Woodrow Wilson and the Roots of Modern Liberalism highlights Wilson's sharp departure from the traditional principles of American government, most notably the Constitution. Ronald J. Pestritto persuasively argues that Wilson's unfailing criticism places him clearly in line with the Progressives' assault on the original principles of American constitutionalism. Drawing primarily from early writings and speeches that Wilson made during his years as a scholar, Pestritto examines the future president's clear and consistent ideologies that laid the foundation for later actions taken as a public leader.

Engaging and thought-provoking, Woodrow Wilson and the Roots of Modern Liberalism gets to the heart of Wilson's political ideologies and brings a fresh perspective to the study of American political development.
The 'Era of Big Government'—and the idea that the national government ought to be adequate to any task the people ask of it—did not creep up on America unaware. It was a deliberate project, grounded in a critique of the original Constitution, bolstered by a new political science, and guided by a thorough-going confidence in historical progress.
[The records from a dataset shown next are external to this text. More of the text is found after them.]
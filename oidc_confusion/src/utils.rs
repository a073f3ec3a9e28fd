use base64::{Engine as _, engine::general_purpose::URL_SAFE_NO_PAD};
use ring::rand::SecureRandom;
use sha2::{Digest, Sha256};
use std::collections::HashMap;
use thiserror::Error;
use url::Url;

const ALPHANUMERIC: &[u8] = b"ABCDEFGHIJKLMNOPQRSTUVWXYZabcdefghijklmnopqrstuvwxyz0123456789";

#[derive(Debug, Error, Clone)]
pub enum UtilError {
    #[error("Crypto error: {0}")]
    Crypto(String),

    #[error("Invalid format: {0}")]
    Format(String),

    #[error("Invalid URI: {0}")]
    Uri(String),
}

pub(crate) fn base64url_encode(input: &[u8]) -> String {
    URL_SAFE_NO_PAD.encode(input)
}

pub(crate) fn base64url_decode(input: &str) -> Result<Vec<u8>, UtilError> {
    URL_SAFE_NO_PAD
        .decode(input)
        .map_err(|_| UtilError::Format("Failed to decode base64url".to_string()))
}

/// Random base64url string built from `len` random bytes.
pub fn gen_random_string(len: usize) -> Result<String, UtilError> {
    let rng = ring::rand::SystemRandom::new();
    let mut bytes = vec![0u8; len];
    rng.fill(&mut bytes)
        .map_err(|_| UtilError::Crypto("Failed to generate random string".to_string()))?;
    Ok(base64url_encode(&bytes))
}

/// Random string of exactly `len` ASCII letters and digits.
pub fn gen_alphanumeric(len: usize) -> Result<String, UtilError> {
    let rng = ring::rand::SystemRandom::new();
    let mut bytes = vec![0u8; len];
    rng.fill(&mut bytes)
        .map_err(|_| UtilError::Crypto("Failed to generate random string".to_string()))?;
    Ok(bytes
        .into_iter()
        .map(|b| ALPHANUMERIC[b as usize % ALPHANUMERIC.len()] as char)
        .collect())
}

/// Normalize a URI for equality checks.
///
/// Scheme and host are lowercased, the default port of http/https is
/// written out explicitly, an empty path becomes `/`, and the fragment is
/// dropped. The query is preserved.
pub fn normalize_uri(input: &str) -> Result<String, UtilError> {
    let url = Url::parse(input.trim()).map_err(|e| UtilError::Uri(format!("{input}: {e}")))?;
    let host = url
        .host_str()
        .ok_or_else(|| UtilError::Uri(format!("{input}: missing host")))?;
    let port = url
        .port_or_known_default()
        .ok_or_else(|| UtilError::Uri(format!("{input}: unknown port")))?;

    let path = if url.path().is_empty() { "/" } else { url.path() };
    let mut normalized = format!("{}://{}:{}{}", url.scheme(), host, port, path);
    if let Some(query) = url.query() {
        normalized.push('?');
        normalized.push_str(query);
    }
    Ok(normalized)
}

/// Left half of the SHA-256 digest, base64url encoded (`at_hash`/`c_hash`).
pub(crate) fn half_hash(value: &str) -> String {
    let digest = Sha256::digest(value.as_bytes());
    base64url_encode(&digest[..digest.len() / 2])
}

/// S256 PKCE code challenge of `verifier`.
pub(crate) fn pkce_challenge(verifier: &str) -> String {
    base64url_encode(&Sha256::digest(verifier.as_bytes()))
}

pub(crate) fn html_escape(value: &str) -> String {
    value
        .replace('&', "&amp;")
        .replace('<', "&lt;")
        .replace('>', "&gt;")
        .replace('"', "&quot;")
        .replace('\'', "&#x27;")
}

/// Substitute `${name}` placeholders. Unknown placeholders are left untouched.
pub fn render_template(template: &str, vars: &HashMap<String, String>) -> String {
    let mut out = String::with_capacity(template.len());
    let mut rest = template;
    while let Some(start) = rest.find("${") {
        out.push_str(&rest[..start]);
        let after = &rest[start + 2..];
        match after.find('}') {
            Some(end) => {
                let name = &after[..end];
                match vars.get(name) {
                    Some(value) => out.push_str(value),
                    None => {
                        out.push_str("${");
                        out.push_str(name);
                        out.push('}');
                    }
                }
                rest = &after[end + 1..];
            }
            None => {
                out.push_str(&rest[start..]);
                rest = "";
            }
        }
    }
    out.push_str(rest);
    out
}

#[cfg(test)]
mod tests {
    use super::*;

    #[test]
    fn test_normalize_fills_default_port_and_path() {
        assert_eq!(
            normalize_uri("http://x.test").unwrap(),
            normalize_uri("http://x.test:80/").unwrap()
        );
        assert_eq!(
            normalize_uri("https://X.Test").unwrap(),
            "https://x.test:443/"
        );
    }

    #[test]
    fn test_normalize_keeps_non_default_port_and_query() {
        assert_eq!(
            normalize_uri("http://x.test:8080/a?b=c#frag").unwrap(),
            "http://x.test:8080/a?b=c"
        );
        assert_ne!(
            normalize_uri("http://x.test:8080/").unwrap(),
            normalize_uri("http://x.test/").unwrap()
        );
    }

    #[test]
    fn test_normalize_trims_whitespace() {
        assert_eq!(
            normalize_uri("  http://x.test/\n").unwrap(),
            "http://x.test:80/"
        );
    }

    #[test]
    fn test_normalize_rejects_garbage() {
        assert!(matches!(normalize_uri("not a uri"), Err(UtilError::Uri(_))));
        assert!(normalize_uri("").is_err());
    }

    #[test]
    fn test_gen_alphanumeric_length_and_charset() {
        let s = gen_alphanumeric(8).unwrap();
        assert_eq!(s.len(), 8);
        assert!(s.chars().all(|c| c.is_ascii_alphanumeric()));
    }

    #[test]
    fn test_gen_random_string_is_url_safe() {
        let s = gen_random_string(32).unwrap();
        assert!(!s.contains('+') && !s.contains('/') && !s.contains('='));
        assert_ne!(s, gen_random_string(32).unwrap());
    }

    #[test]
    fn test_base64url_roundtrip() {
        let encoded = base64url_encode(b"hello");
        assert_eq!(base64url_decode(&encoded).unwrap(), b"hello");
        assert!(base64url_decode("***").is_err());
    }

    #[test]
    fn test_half_hash_length() {
        // 16 bytes encode to 22 base64url characters
        assert_eq!(half_hash("some-access-token").len(), 22);
    }

    #[test]
    fn test_pkce_challenge_matches_rfc_example() {
        // RFC 7636 appendix B
        assert_eq!(
            pkce_challenge("dBjftJeZ4CVP-mB92K27uhbUJU1p1r_wW1gFWFOEjXk"),
            "E9Melhoa2OwvFrEMTJguCHaoeK1t8URWbuGwSstw-cM"
        );
    }

    #[test]
    fn test_render_template() {
        let mut vars = HashMap::new();
        vars.insert("browser_input_op_url".to_string(), "http://op/x".to_string());
        let script = "document.querySelector('#id').value = '${browser_input_op_url}'; ${missing}";
        assert_eq!(
            render_template(script, &vars),
            "document.querySelector('#id').value = 'http://op/x'; ${missing}"
        );
        assert_eq!(render_template("tail ${open", &vars), "tail ${open");
    }
}
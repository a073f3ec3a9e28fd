use thiserror::Error;

use crate::actor::ActorError;
use crate::registry::RegistryError;
use crate::utils::UtilError;

#[derive(Debug, Error, Clone)]
pub enum RunnerError {
    /// The step could not be prepared, nothing was sent to the target.
    #[error("Step preparation failed: {0}")]
    Preparation(ActorError),

    #[error("Actor error: {0}")]
    Actor(#[from] ActorError),

    #[error("Registry error: {0}")]
    Registry(#[from] RegistryError),

    #[error("Utils error: {0}")]
    Utils(#[from] UtilError),
}

impl RunnerError {
    /// Log the error and return self.
    pub fn log(self) -> Self {
        match &self {
            Self::Preparation(e) => tracing::warn!("Step preparation failed: {}", e),
            Self::Actor(e) if e.is_preparation_error() => {
                tracing::warn!("Step not applicable: {}", e)
            }
            Self::Actor(e) => tracing::error!("Actor error: {}", e),
            Self::Registry(e) => tracing::error!("Registry error: {}", e),
            Self::Utils(e) => tracing::error!("Utils error: {}", e),
        }
        self
    }

    /// Message recorded in the step log.
    pub fn reason(&self) -> &'static str {
        match self {
            Self::Preparation(_) => "Test step preparation failed",
            Self::Actor(e) if e.is_preparation_error() => "Test step not applicable",
            _ => "Error while running the test step",
        }
    }
}
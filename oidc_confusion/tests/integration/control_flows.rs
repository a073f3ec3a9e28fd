//! Test object lifecycle through the harness.

use oidc_confusion::{PlanKind, RouteError, TestObjectError, Verdict};

use crate::common::{init_tracing, test_harness, test_hosts};

#[tokio::test]
async fn test_object_lifecycle() {
    init_tracing();
    let harness = test_harness();

    // Given one object of each kind
    let rp = harness.objects().create_rp_test_object().unwrap();
    let op = harness.objects().create_op_test_object().unwrap();
    assert_eq!(harness.objects().len(), 2);
    assert_eq!(rp.kind(), PlanKind::Rp);

    // Then each exposes the actors of the opposite role
    let exposed = rp.expose(&test_hosts());
    assert!(
        exposed
            .honest
            .discovery_url
            .unwrap()
            .starts_with("http://honest-op.test/")
    );
    let exposed = op.expose(&test_hosts());
    assert_eq!(
        exposed.evil.redirect_uri.unwrap(),
        format!("http://evil-rp.test/{}/callback", op.test_id())
    );

    // When deleting the RP object
    assert!(harness.objects().delete(rp.test_id().as_str()));

    // Then only the OP object remains
    assert!(matches!(
        harness.objects().get(rp.test_id().as_str()),
        Err(TestObjectError::NotFound(_))
    ));
    assert!(harness.objects().get(op.test_id().as_str()).is_ok());
}

#[tokio::test]
async fn test_rp_step_without_target_is_undetermined() {
    // An RP object with no target URL fails its grant check
    let harness = test_harness();
    let object = harness.objects().create_rp_test_object().unwrap();

    let verdict = object.run_learning_step(harness.executor()).await;

    assert_eq!(verdict, Verdict::Undetermined);
    let learning = object.report().learning;
    assert_eq!(learning.result, Verdict::Undetermined);
    assert!(!learning.log.is_empty());
    assert!(harness.instances().is_empty());
}

#[tokio::test]
async fn test_dispatch_without_running_step() {
    let harness = test_harness();
    let object = harness.objects().create_rp_test_object().unwrap();

    // Actor URLs of an idle object have no instance behind them
    let url = format!(
        "http://honest-op.test/{}/.well-known/openid-configuration",
        object.test_id()
    );
    let request = http::Request::builder().uri(url).body(Vec::new()).unwrap();
    assert!(matches!(
        harness.dispatch(request).await,
        Err(RouteError::Registry(_))
    ));

    let request = http::Request::builder()
        .uri("http://unknown.test/abc/jwks")
        .body(Vec::new())
        .unwrap();
    assert!(matches!(
        harness.dispatch(request).await,
        Err(RouteError::UnknownHost(_))
    ));
}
With clarity, conviction, and plenty of evidence, R. J. Pestritto shows that, from his early days as a political scientist through his election to the presidency, Woodrow Wilson was consistently a central figure in the development of Progressivism and so of the Liberalism that dominated twentieth-century American public policy and political life. Though Wilson was no philosopher-king, Pestritto explains that our doctor-of-philosophy-president changed how we think about democracy and about America, in ways that ought to be reappraised but have yet to be undone.